From: Thomas Gleixner <tglx@linutronix.de>
To: LKML <linux-kernel@vger.kernel.org>
Cc: Peter Zijlstra <peterz@infradead.org>,
Gabriele Monaco <gmonaco@redhat.com>,
Mathieu Desnoyers <mathieu.desnoyers@efficios.com>,
Michael Jeanson <mjeanson@efficios.com>,
Jens Axboe <axboe@kernel.dk>,
"Paul E. McKenney" <paulmck@kernel.org>,
"Gautham R. Shenoy" <gautham.shenoy@amd.com>,
Florian Weimer <fweimer@redhat.com>,
Tim Chen <tim.c.chen@intel.com>,
TCMalloc Team <tcmalloc-eng@google.com>
Subject: Re: [patch 00/19] sched: Rewrite MM CID management
Date: Fri, 17 Oct 2025 09:09:33 +0200 [thread overview]

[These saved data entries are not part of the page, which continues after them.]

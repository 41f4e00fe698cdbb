//! Environment variable parsing with warn-level logging for invalid values.

/// Parse an environment variable with a default fallback.
///
/// - If the variable is not set: returns `default` silently (expected case).
/// - If the variable is set but cannot be parsed: logs a warning and returns `default`.
pub fn env_parse_with_default<T: std::str::FromStr + std::fmt::Display>(
    var: &str,
    default: T,
) -> T {
    parse_with_default(var, std::env::var(var).ok().as_deref(), default)
}

fn parse_with_default<T: std::str::FromStr + std::fmt::Display>(
    var: &str,
    raw: Option<&str>,
    default: T,
) -> T {
    match raw {
        Some(v) => match v.parse() {
            Ok(n) => n,
            Err(_) => {
                tracing::warn!(var, value = %v, default = %default, "invalid env var value, using default");
                default
            },
        },
        None => default,
    }
}

/// Split a comma-separated environment value into trimmed, non-empty items.
///
/// Returns an empty list when the variable is unset or holds only separators.
#[must_use]
pub fn env_list(var: &str) -> Vec<String> {
    list_from_value(std::env::var(var).ok().as_deref())
}

fn list_from_value(raw: Option<&str>) -> Vec<String> {
    raw.map(|value| {
        value.split(',').map(str::trim).filter(|s| !s.is_empty()).map(str::to_owned).collect()
    })
    .unwrap_or_default()
}
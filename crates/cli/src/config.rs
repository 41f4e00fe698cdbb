//! Runtime configuration: CLI flags first, environment second.

use anyhow::{Context, Result};
use specdex_core::{
    DEFAULT_PAGE_SIZE, INDEX_URL_ENV, PAGE_SIZE_ENV, PROXY_TEMPLATES_ENV, env_list,
    env_parse_with_default,
};

/// Resolved loader and paging configuration.
#[derive(Debug, Clone)]
pub struct Config {
    pub index_url: String,
    pub proxy_templates: Vec<String>,
    pub page_size: usize,
}

impl Config {
    /// Resolve the configuration, preferring flags over environment.
    ///
    /// # Errors
    /// Fails when no index URL is available from either source.
    pub fn resolve(url_flag: Option<String>, proxy_flags: Vec<String>) -> Result<Self> {
        let index_url = url_flag
            .or_else(|| std::env::var(INDEX_URL_ENV).ok())
            .with_context(|| format!("no index URL: pass --url or set {INDEX_URL_ENV}"))?;
        let proxy_templates =
            if proxy_flags.is_empty() { env_list(PROXY_TEMPLATES_ENV) } else { proxy_flags };
        let page_size = env_parse_with_default(PAGE_SIZE_ENV, DEFAULT_PAGE_SIZE);
        Ok(Self { index_url, proxy_templates, page_size })
    }
}
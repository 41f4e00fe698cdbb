//! Core types and utilities for specdex
//!
//! This crate contains the raw payload shapes, the normalized document
//! model, and the text routines shared across all other crates.

mod constants;
mod document;
mod env;
mod raw;
mod text;

pub use constants::*;
pub use document::*;
pub use env::*;
pub use raw::*;
pub use text::*;
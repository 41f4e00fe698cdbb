//! The command reducer and render snapshot.
//!
//! All state mutation flows through [`AppState::apply`]; the view layer
//! dispatches commands and renders [`RenderModel`] snapshots. Filter, page,
//! route, and the location fragment stay consistent under the rules below:
//!
//! - any filter/sort/search change resets the page to 1 (never clamps);
//! - prev/next page moves do not re-trigger that reset;
//! - a detail route is valid only while its document exists and survives the
//!   current filter; unknown ids redirect with a notice, filtered-out ids
//!   redirect silently;
//! - the page resets on route changes only when the view type flips
//!   (index↔detail); the index page is remembered across a detail round
//!   trip so coming back restores the pre-navigation list.

use std::collections::BTreeMap;

use serde::Serialize;
use specdex_core::{DEFAULT_PAGE_SIZE, Document};
use specdex_normalize::{category_options, context_options, document_map};
use specdex_query::{FilterState, apply_filters, page_slice, paginate};

use crate::{Command, Fragment, Route, Theme, fragment_for, parse_fragment};

/// Current status message for the view: hidden (nothing to show), loading,
/// a transient notice, or a load error.
#[derive(Debug, Clone, Serialize, PartialEq, Eq)]
#[serde(tag = "state", rename_all = "lowercase")]
pub enum Status {
    Hidden,
    Loading,
    Notice { message: String },
    Error { message: String },
}

/// Everything the view renderer needs for one frame.
#[derive(Debug, Clone, Serialize)]
pub struct RenderModel {
    pub route: Route,
    pub status: Status,
    pub theme: Theme,
    /// Result count after filtering, before pagination.
    pub total_results: usize,
    pub page: usize,
    pub total_pages: usize,
    /// True when filters produced no matches while the catalog is loaded;
    /// distinct from the loading and error states.
    pub empty: bool,
    /// The visible page slice.
    pub items: Vec<Document>,
    /// The active document when the route is a detail view.
    pub active: Option<Document>,
    pub categories: Vec<String>,
    pub domains: Vec<String>,
}

/// The single application state container.
#[derive(Debug, Clone)]
pub struct AppState {
    documents: Vec<Document>,
    id_map: BTreeMap<String, usize>,
    pub filters: FilterState,
    page: usize,
    /// Index page remembered while a detail view is active, so a round trip
    /// back to the index restores the pre-navigation page.
    saved_index_page: usize,
    route: Route,
    status: Status,
    theme: Theme,
    page_size: usize,
}

impl Default for AppState {
    fn default() -> Self {
        Self::new(DEFAULT_PAGE_SIZE)
    }
}

impl AppState {
    #[must_use]
    pub fn new(page_size: usize) -> Self {
        Self {
            documents: Vec::new(),
            id_map: BTreeMap::new(),
            filters: FilterState::default(),
            page: 1,
            saved_index_page: 1,
            route: Route::Index,
            status: Status::Loading,
            theme: Theme::default(),
            page_size: page_size.max(1),
        }
    }

    #[must_use]
    pub fn with_theme(mut self, theme: Theme) -> Self {
        self.theme = theme;
        self
    }

    /// Derive the initial route from the fragment present at startup.
    pub fn init_route(&mut self, fragment: &mut dyn Fragment) {
        let route = parse_fragment(&fragment.get());
        self.enter(route, fragment);
    }

    #[must_use]
    pub const fn route(&self) -> &Route {
        &self.route
    }

    #[must_use]
    pub const fn page(&self) -> usize {
        self.page
    }

    #[must_use]
    pub const fn status(&self) -> &Status {
        &self.status
    }

    #[must_use]
    pub const fn theme(&self) -> Theme {
        self.theme
    }

    /// Apply one command. The fragment argument is the host location bar,
    /// kept in sync bidirectionally.
    pub fn apply(&mut self, command: Command, fragment: &mut dyn Fragment) {
        match command {
            Command::SetCategory(category) => {
                self.filters.category = category;
                self.after_filter_change(fragment);
            },
            Command::SetDomain(domain) => {
                self.filters.domain = domain;
                self.after_filter_change(fragment);
            },
            Command::SetSearch(raw) => {
                self.filters.set_search(&raw);
                self.after_filter_change(fragment);
            },
            Command::SetSort(sort_key) => {
                self.filters.sort_key = sort_key;
                self.page = 1;
                self.saved_index_page = 1;
            },
            Command::SetPage(page) => self.page = page.max(1),
            Command::NextPage => {
                if self.page < self.current_total_pages() {
                    self.page += 1;
                }
            },
            Command::PrevPage => {
                if self.page > 1 {
                    self.page -= 1;
                }
            },
            Command::Navigate(route) => self.navigate(route, fragment),
            Command::FragmentChanged(raw) => {
                let route = parse_fragment(&raw);
                self.enter(route, fragment);
            },
            Command::SetTheme(theme) => self.theme = theme,
            Command::IndexLoaded { documents, via_fallback } => {
                self.id_map = document_map(&documents);
                self.documents = documents;
                self.status = if via_fallback {
                    Status::Notice { message: "index loaded via fallback source".to_owned() }
                } else {
                    Status::Hidden
                };
                // The collection was rebuilt; the active route must still hold.
                let current = self.route.clone();
                self.enter(current, fragment);
            },
            Command::LoadFailed(message) => {
                tracing::warn!(%message, "index load failed");
                self.status = Status::Error { message };
            },
        }
    }

    /// Snapshot the state for rendering.
    #[must_use]
    pub fn snapshot(&self) -> RenderModel {
        let visible = apply_filters(&self.documents, &self.filters);
        let info = paginate(visible.len(), self.page, self.page_size);
        let items = page_slice(&visible, &info).to_vec();
        let active = match &self.route {
            Route::Detail { id } => {
                self.id_map.get(id).map(|&ix| self.documents[ix].clone())
            },
            Route::Index => None,
        };
        RenderModel {
            route: self.route.clone(),
            status: self.status.clone(),
            theme: self.theme,
            total_results: visible.len(),
            page: info.page,
            total_pages: info.total_pages,
            empty: visible.is_empty()
                && !matches!(self.status, Status::Loading | Status::Error { .. }),
            items,
            active,
            categories: category_options(&self.documents),
            domains: context_options(&self.documents),
        }
    }

    fn current_total_pages(&self) -> usize {
        let visible = apply_filters(&self.documents, &self.filters);
        paginate(visible.len(), self.page, self.page_size).total_pages
    }

    /// Filter/search changes reset to page 1 (a deliberate choice, not a
    /// clamp) and re-check that an active detail document still survives.
    fn after_filter_change(&mut self, fragment: &mut dyn Fragment) {
        self.page = 1;
        self.saved_index_page = 1;
        let current = self.route.clone();
        self.enter(current, fragment);
    }

    /// Programmatic navigation. Writing an identical fragment produces no
    /// host event, so state always updates directly here; a host-delivered
    /// fragment event for the same target re-resolves to the same state.
    fn navigate(&mut self, route: Route, fragment: &mut dyn Fragment) {
        if parse_fragment(&fragment.get()) != route {
            fragment.set(&fragment_for(&route));
        }
        self.enter(route, fragment);
    }

    /// Resolve a requested route against the document map and the current
    /// filter, then commit it and sync the fragment.
    fn enter(&mut self, route: Route, fragment: &mut dyn Fragment) {
        let requested = route.clone();
        let resolved = match route {
            Route::Index => Route::Index,
            Route::Detail { id } => match self.id_map.get(&id) {
                None => {
                    self.status =
                        Status::Notice { message: format!("document not found: {id}") };
                    Route::Index
                },
                Some(&ix) => {
                    if self.filters.matches(&self.documents[ix]) {
                        Route::Detail { id }
                    } else {
                        // The user's own filter excluded it; redirect silently.
                        Route::Index
                    }
                },
            },
        };

        if resolved.is_detail() != self.route.is_detail() {
            if resolved.is_detail() {
                self.saved_index_page = self.page;
                self.page = 1;
            } else {
                self.page = self.saved_index_page;
            }
        }
        let redirected = resolved != requested;
        self.route = resolved;

        // Only a redirect rewrites the fragment; otherwise the host's
        // location (including a startup deep link) is left alone.
        if redirected && parse_fragment(&fragment.get()) != self.route {
            fragment.set(&fragment_for(&self.route));
        }
    }
}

Message-ID: <877bwu0zte.ffs@tglx> (raw)
In-Reply-To: <20251015164952.694882104@linutronix.de>
On Wed, Oct 15 2025 at 19:29, Thomas Gleixner wrote:
> Thread create teardown
>
> I wrote a micro benchmark, which spawns pools which each create
> threads and let the threads die after creation. The 32 pools/ 32
> threads case triggers the ownership mode change case in both
> directions. The source is appended at the end of this mail.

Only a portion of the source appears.